The z-score describes the location of a value in a normal distribution in terms of standard deviations from the mean. But we can also describe the location of a value in terms of percentiles. The percentile of a value is the percentage of values in the distribution that are less than the value. The z-score and the percentile are related and we can use the z-score to find the percentile and vice versa. For example, the z-score for the $95$th percentile is $1.96$.
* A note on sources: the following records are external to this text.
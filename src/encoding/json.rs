//! JSON views of telemetry, status and actions
//!
//! Timestamps are ISO 8601 with millisecond precision. Temperature, heading
//! and altitude are rounded to two decimals, coordinates to six.

use crate::protocol::{ActionAck, ActionRequest, DeviceStatus, SensorReading, StatusKind};
use chrono::{DateTime, SecondsFormat, Utc};
use serde::{Deserialize, Serialize};

use super::protobuf::{GPS_ACCURACY_METERS, SENSOR_DATA_VERSION};

fn round_to(value: f64, decimals: i32) -> f64 {
    let factor = 10f64.powi(decimals);
    (value * factor).round() / factor
}

fn iso_millis(timestamp: &DateTime<Utc>) -> String {
    timestamp.to_rfc3339_opts(SecondsFormat::Millis, true)
}

#[derive(Debug, Clone, PartialEq, Serialize, Deserialize)]
pub struct GpsJson {
    pub latitude: f64,
    pub longitude: f64,
    pub altitude: f64,
    pub accuracy: f64,
}

impl GpsJson {
    fn from_reading(reading: &SensorReading) -> Self {
        Self {
            latitude: round_to(reading.latitude, 6),
            longitude: round_to(reading.longitude, 6),
            altitude: round_to(reading.altitude, 2),
            accuracy: GPS_ACCURACY_METERS,
        }
    }
}

#[derive(Debug, Clone, PartialEq, Serialize, Deserialize)]
pub struct SensorDataJson {
    pub device_id: String,
    pub version: String,
    pub timestamp: String,
    pub cpu_temperature: f64,
    pub compass_heading: f64,
    pub gps: GpsJson,
}

#[derive(Debug, Clone, PartialEq, Serialize, Deserialize)]
pub struct TemperatureJson {
    pub temperature: f64,
    pub unit: String,
    pub timestamp: String,
}

#[derive(Debug, Clone, PartialEq, Serialize, Deserialize)]
pub struct CompassJson {
    pub heading: f64,
    pub unit: String,
    pub timestamp: String,
}

#[derive(Debug, Clone, PartialEq, Serialize, Deserialize)]
pub struct GpsPositionJson {
    pub position: GpsJson,
    pub unit: String,
    pub timestamp: String,
}

#[derive(Debug, Clone, PartialEq, Serialize, Deserialize)]
pub struct StatusJson {
    pub status: StatusKind,
    pub device_id: String,
    pub timestamp: String,
    pub message: String,
}

/// JSON request shape; the payload is carried as a UTF-8 string
#[derive(Debug, Clone, PartialEq, Serialize, Deserialize)]
pub struct ActionRequestJson {
    pub topic: String,
    #[serde(default)]
    pub ack_topic: String,
    #[serde(default)]
    pub payload: String,
}

pub fn encode_sensor_data(
    reading: &SensorReading,
    device_id: &str,
) -> Result<Vec<u8>, serde_json::Error> {
    serde_json::to_vec(&SensorDataJson {
        device_id: device_id.to_string(),
        version: SENSOR_DATA_VERSION.to_string(),
        timestamp: iso_millis(&reading.timestamp),
        cpu_temperature: round_to(reading.cpu_temperature, 2),
        compass_heading: round_to(reading.compass_heading, 2),
        gps: GpsJson::from_reading(reading),
    })
}

pub fn encode_temperature(reading: &SensorReading) -> Result<Vec<u8>, serde_json::Error> {
    serde_json::to_vec(&TemperatureJson {
        temperature: round_to(reading.cpu_temperature, 2),
        unit: "celsius".to_string(),
        timestamp: iso_millis(&reading.timestamp),
    })
}

pub fn encode_compass(reading: &SensorReading) -> Result<Vec<u8>, serde_json::Error> {
    serde_json::to_vec(&CompassJson {
        heading: round_to(reading.compass_heading, 2),
        unit: "degrees".to_string(),
        timestamp: iso_millis(&reading.timestamp),
    })
}

pub fn encode_gps(reading: &SensorReading) -> Result<Vec<u8>, serde_json::Error> {
    serde_json::to_vec(&GpsPositionJson {
        position: GpsJson::from_reading(reading),
        unit: "decimal_degrees".to_string(),
        timestamp: iso_millis(&reading.timestamp),
    })
}

pub fn encode_status(status: &DeviceStatus) -> Result<Vec<u8>, serde_json::Error> {
    serde_json::to_vec(&StatusJson {
        status: status.status,
        device_id: status.device_id.clone(),
        timestamp: iso_millis(&status.timestamp),
        message: status.message.clone(),
    })
}

pub fn decode_status(bytes: &[u8]) -> Result<StatusJson, serde_json::Error> {
    serde_json::from_slice(bytes)
}

pub fn decode_action_request(bytes: &[u8]) -> Result<ActionRequest, serde_json::Error> {
    let message: ActionRequestJson = serde_json::from_slice(bytes)?;
    Ok(ActionRequest {
        target_topic: message.topic,
        ack_topic: Some(message.ack_topic).filter(|topic| !topic.is_empty()),
        payload: message.payload.into_bytes(),
    })
}

/// Non-UTF-8 payload bytes are replaced lossily
pub fn encode_action_request(request: &ActionRequest) -> Result<Vec<u8>, serde_json::Error> {
    serde_json::to_vec(&ActionRequestJson {
        topic: request.target_topic.clone(),
        ack_topic: request.ack_topic.clone().unwrap_or_default(),
        payload: String::from_utf8_lossy(&request.payload).into_owned(),
    })
}

pub fn encode_ack(ack: &ActionAck) -> Result<Vec<u8>, serde_json::Error> {
    serde_json::to_vec(ack)
}

pub fn decode_ack(bytes: &[u8]) -> Result<ActionAck, serde_json::Error> {
    serde_json::from_slice(bytes)
}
We can also relate the z-score to an actual value in the distribution by using the mean and standard deviation.$$ X = \mu + z\sigma $$This equation simply follows from the definition of the z-score by using simple algebra to solve for the value $X$.

Example 5

Consider a normal population with mean $\mu = 24.2$ and standard deviation $\sigma = 3.5$. What is the $10$th percentile, $P_{10}$ and what is the $75$th percentile, $P_{75}$ of this population?

We can look up the z-score for the $10$th percentile: $ z = -1.28 $. The value at the $10$th percentile is$$ X = 24.2 - 1.28 \times 3.5 = 19.72 $$
P₁₀
Similarly the z-score for the $75$th percentile is $ z = 0.67 $. The value at the $75$th percentile is$$ X = 24.2 + 0.67 \times 3.5 = 26.55 $$
P₇₅

Example 6

The adult grey wolf males in a certain area of Northern Ontario have average weight of $\mu = 44$ kg and standard deviation $\sigma = 3.5$ kg. Determine the bottom 1% and the top 1% of the weight distribution.

For both the bottom and the top 1% we need to look up the z-scores and then use the z-scores to find the actual weights.$$ P_1 \rightarrow z = -2.33 \rightarrow X = 44 - 2.33\times 3.5 = 35.85\ kg$$The top 1% is the 99th percentile.$$ P_{99} \rightarrow z = 2.33 \rightarrow X = 44 + 2.33\times 3.5 = 52.15\ kg $$

Example 7

In the same context as in the previous example, a random adult male grey wolf is captured in this area of Northern Ontario and its weight is measured. The weight of the wolf is $X = 34$ kg. Is the event of finding a wolf of this weight unlikely?

Yes, the event of finding a wolf of this weight is highly unlikely. This wolf's weight is in the bottom 1% of the weight distribution.